START Exercise data
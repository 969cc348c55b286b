use anyhow::{Result, anyhow};
use image::imageops::{self, FilterType};
use image::{Rgba, RgbaImage};
use plotters::prelude::*;
use plotters::style::FontDesc;
use plotters::style::text_anchor::{HPos, Pos, VPos};

use super::idiom::Idiom;
use crate::alliance::diff::DiffRow;
use crate::config::Threshold;

// ===== 配色 =====

const BACKGROUND: RGBColor = RGBColor(255, 255, 224);
const HEADER_FILL: RGBColor = RGBColor(255, 200, 120);
const HEADER_BORDER: RGBColor = RGBColor(80, 80, 80);
const ROW_BORDER: RGBColor = RGBColor(120, 120, 120);
const TEXT: RGBColor = RGBColor(0, 0, 0);
const HEADER_TEXT: RGBColor = RGBColor(40, 40, 40);
const HIGH_FILL: RGBAColor = RGBAColor(144, 238, 144, 0.7);
const LOW_FILL: RGBAColor = RGBAColor(255, 140, 0, 0.7);
const IDIOM_FILL: RGBColor = RGBColor(255, 245, 230);
const IDIOM_BORDER: RGBColor = RGBColor(255, 200, 150);
const IDIOM_TITLE: RGBColor = RGBColor(200, 100, 50);
const IDIOM_TEXT: RGBColor = RGBColor(80, 80, 80);

// ===== 布局 =====

const TITLE_FONT: u32 = 38;
const TABLE_FONT: u32 = 48;
const IDIOM_TITLE_FONT: u32 = 42;
const IDIOM_BODY_FONT: u32 = 36;

const HEADER_BOTTOM_GAP: u32 = 60;
const GROUP_TITLE_GAP: u32 = 32;
const ROW_PADDING: u32 = 32;
const IDIOM_TOP_PADDING: u32 = 80;
const IDIOM_BOTTOM_PADDING: u32 = 100;
const IDIOM_LINE_SPACING: u32 = 20;
const IDIOM_MARGIN_X: i32 = 60;
const TABLE_WIDTH_RATIO: f64 = 0.92;
// 排名 / 成员 / 差值
const COLUMN_RATIOS: [f64; 3] = [0.15, 0.45, 0.40];

const PLACEHOLDER_HEADER: (u32, u32) = (800, 200);

pub struct CardSpec<'a> {
    pub header: &'a RgbaImage,
    pub font_family: &'a str,
    pub title: &'a str,
    pub metric_label: &'a str,
    pub rows: &'a [&'a DiffRow],
    pub threshold: Threshold,
    pub idiom: Option<&'a Idiom>,
}

fn draw_err(e: impl std::fmt::Display) -> anyhow::Error {
    anyhow!("绘制失败: {}", e)
}

/// 头图缩放到目标宽度，缺失时用灰色占位
pub fn prepare_header(source: Option<RgbaImage>, width: u32) -> RgbaImage {
    let img = source.unwrap_or_else(|| {
        let (w, h) = PLACEHOLDER_HEADER;
        RgbaImage::from_pixel(w, h, Rgba([200, 200, 200, 255]))
    });
    if img.width() == width || img.width() == 0 {
        return img;
    }
    let height = ((img.height() as f64) * (width as f64) / (img.width() as f64)).round() as u32;
    imageops::resize(&img, width, height.max(1), FilterType::Lanczos3)
}

fn text_height(font: &FontDesc, fallback: u32) -> u32 {
    font.box_size("汉").map(|(_, h)| h).unwrap_or(fallback).max(1)
}

/// 逐字折行，保证每行宽度不超过 `max_width`
pub fn wrap_text(font: &FontDesc, text: &str, max_width: u32) -> Vec<String> {
    let mut lines = Vec::new();
    let mut current = String::new();
    for ch in text.chars() {
        let mut candidate = current.clone();
        candidate.push(ch);
        let width = font
            .box_size(&candidate)
            .map(|(w, _)| w)
            .unwrap_or(candidate.chars().count() as u32 * font.get_size() as u32);
        if !current.is_empty() && width > max_width {
            lines.push(std::mem::take(&mut current));
            current.push(ch);
        } else {
            current = candidate;
        }
    }
    if !current.is_empty() {
        lines.push(current);
    }
    lines
}

struct IdiomLayout {
    title: String,
    lines: Vec<String>,
    title_h: u32,
    body_h: u32,
    height: u32,
}

/// 绘制一张对比卡片
pub fn draw(spec: &CardSpec) -> Result<RgbaImage> {
    let width = spec.header.width();
    let header_h = spec.header.height();

    let title_font = (spec.font_family, TITLE_FONT).into_font();
    let table_font = (spec.font_family, TABLE_FONT).into_font();
    let idiom_title_font = (spec.font_family, IDIOM_TITLE_FONT).into_font();
    let idiom_body_font = (spec.font_family, IDIOM_BODY_FONT).into_font();

    let row_h = text_height(&table_font, TABLE_FONT).max(36) + ROW_PADDING;
    let title_y = header_h + HEADER_BOTTOM_GAP;
    let title_h = text_height(&title_font, TITLE_FONT);
    let table_top = title_y + title_h + GROUP_TITLE_GAP;
    let table_h = (spec.rows.len() as u32 + 1) * row_h;

    let idiom = spec.idiom.map(|idiom| {
        let title_h = text_height(&idiom_title_font, IDIOM_TITLE_FONT);
        let body_h = text_height(&idiom_body_font, IDIOM_BODY_FONT).max(36);
        let lines = wrap_text(&idiom_body_font, &idiom.story, width.saturating_sub(100));
        let story_h = if lines.is_empty() {
            0
        } else {
            lines.len() as u32 * body_h + (lines.len() as u32 - 1) * IDIOM_LINE_SPACING
        };
        let gap = if story_h > 0 { IDIOM_LINE_SPACING } else { 0 };
        IdiomLayout {
            title: idiom.title.clone(),
            lines,
            title_h,
            body_h,
            height: IDIOM_TOP_PADDING + title_h + gap + story_h + IDIOM_BOTTOM_PADDING,
        }
    });

    let height = header_h.max(table_top + table_h + idiom.as_ref().map_or(0, |i| i.height));

    let mut buffer = vec![0u8; (width * height * 3) as usize];
    {
        let root = BitMapBackend::with_buffer(&mut buffer, (width, height)).into_drawing_area();
        root.fill(&BACKGROUND).map_err(draw_err)?;

        let table_w = width as f64 * TABLE_WIDTH_RATIO;
        let table_left = (width as f64 - table_w) / 2.0;
        let mut col_x = [table_left; 4];
        for (i, ratio) in COLUMN_RATIOS.iter().enumerate() {
            col_x[i + 1] = col_x[i] + table_w * ratio;
        }
        let col_x = col_x.map(|x| x.round() as i32);

        // 标题
        root.draw_text(
            spec.title,
            &title_font
                .color(&TEXT)
                .pos(Pos::new(HPos::Left, VPos::Top)),
            (col_x[0], title_y as i32),
        )
        .map_err(draw_err)?;

        let centered = |color| {
            table_font
                .color(color)
                .pos(Pos::new(HPos::Center, VPos::Center))
        };

        // 表头
        let header_cells = ["#".to_string(), "成员".to_string(), format!("{}差值", spec.metric_label)];
        let top = table_top as i32;
        let bottom = top + row_h as i32;
        root.draw(&Rectangle::new(
            [(col_x[0], top), (col_x[3], bottom)],
            HEADER_FILL.filled(),
        ))
        .map_err(draw_err)?;
        for (i, text) in header_cells.iter().enumerate() {
            root.draw(&Rectangle::new(
                [(col_x[i], top), (col_x[i + 1], bottom)],
                HEADER_BORDER.stroke_width(2),
            ))
            .map_err(draw_err)?;
            root.draw_text(
                text,
                &centered(&HEADER_TEXT),
                ((col_x[i] + col_x[i + 1]) / 2, (top + bottom) / 2),
            )
            .map_err(draw_err)?;
        }

        // 数据行
        for (idx, row) in spec.rows.iter().enumerate() {
            let top = table_top as i32 + (idx as i32 + 1) * row_h as i32;
            let bottom = top + row_h as i32;
            let fill = if row.diff >= spec.threshold.upper {
                Some(HIGH_FILL)
            } else if row.diff <= spec.threshold.lower {
                Some(LOW_FILL)
            } else {
                None
            };

            let cells = [(idx + 1).to_string(), row.name.clone(), row.diff.to_string()];
            for (i, text) in cells.iter().enumerate() {
                let rect = [(col_x[i], top), (col_x[i + 1], bottom)];
                if let Some(color) = fill {
                    root.draw(&Rectangle::new(rect, color.filled()))
                        .map_err(draw_err)?;
                }
                root.draw(&Rectangle::new(rect, ROW_BORDER.stroke_width(1)))
                    .map_err(draw_err)?;
                root.draw_text(
                    text,
                    &centered(&TEXT),
                    ((col_x[i] + col_x[i + 1]) / 2, (top + bottom) / 2),
                )
                .map_err(draw_err)?;
            }
        }

        // 成语
        if let Some(layout) = &idiom {
            let idiom_top = (table_top + table_h + IDIOM_TOP_PADDING) as i32;
            let box_bottom =
                idiom_top + layout.height as i32 - IDIOM_BOTTOM_PADDING as i32 + 10;
            let box_rect = [(20, idiom_top), (width as i32 - 20, box_bottom)];
            root.draw(&Rectangle::new(box_rect, IDIOM_FILL.filled()))
                .map_err(draw_err)?;
            root.draw(&Rectangle::new(box_rect, IDIOM_BORDER.stroke_width(1)))
                .map_err(draw_err)?;

            let title_center = idiom_top + (IDIOM_TOP_PADDING / 2 + layout.title_h / 2) as i32;
            root.draw_text(
                &layout.title,
                &idiom_title_font
                    .color(&IDIOM_TITLE)
                    .pos(Pos::new(HPos::Left, VPos::Center)),
                (IDIOM_MARGIN_X, title_center),
            )
            .map_err(draw_err)?;

            let story_top = idiom_top
                + (IDIOM_TOP_PADDING / 2 + layout.title_h + IDIOM_LINE_SPACING) as i32;
            let body_style = idiom_body_font
                .color(&IDIOM_TEXT)
                .pos(Pos::new(HPos::Left, VPos::Top));
            for (i, line) in layout.lines.iter().enumerate() {
                let y = story_top + i as i32 * (layout.body_h + IDIOM_LINE_SPACING) as i32;
                root.draw_text(line, &body_style, (IDIOM_MARGIN_X, y))
                    .map_err(draw_err)?;
            }
        }

        root.present().map_err(draw_err)?;
    }

    let mut canvas = RgbaImage::from_fn(width, height, |x, y| {
        let idx = ((y * width + x) * 3) as usize;
        Rgba([buffer[idx], buffer[idx + 1], buffer[idx + 2], 255])
    });
    imageops::overlay(&mut canvas, spec.header, 0, 0);
    Ok(canvas)
}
END Exercise data
→ **What you have to do**
What is needed is every line from the start of the entries through the line containing "const ROW_BORDER: RGBColor", returned word for word and nothing else.

→ **Answer box**
repository 969cc348c55b286b
use anyhow::{Result, anyhow};
use image::imageops::{self, FilterType};
use image::{Rgba, RgbaImage};
use plotters::prelude::*;
use plotters::style::FontDesc;
use plotters::style::text_anchor::{HPos, Pos, VPos};

use super::idiom::Idiom;
use crate::alliance::diff::DiffRow;
use crate::config::Threshold;

// ===== 配色 =====

const BACKGROUND: RGBColor = RGBColor(255, 255, 224);
const HEADER_FILL: RGBColor = RGBColor(255, 200, 120);
const HEADER_BORDER: RGBColor = RGBColor(80, 80, 80);
const ROW_BORDER: RGBColor = RGBColor(120, 120, 120);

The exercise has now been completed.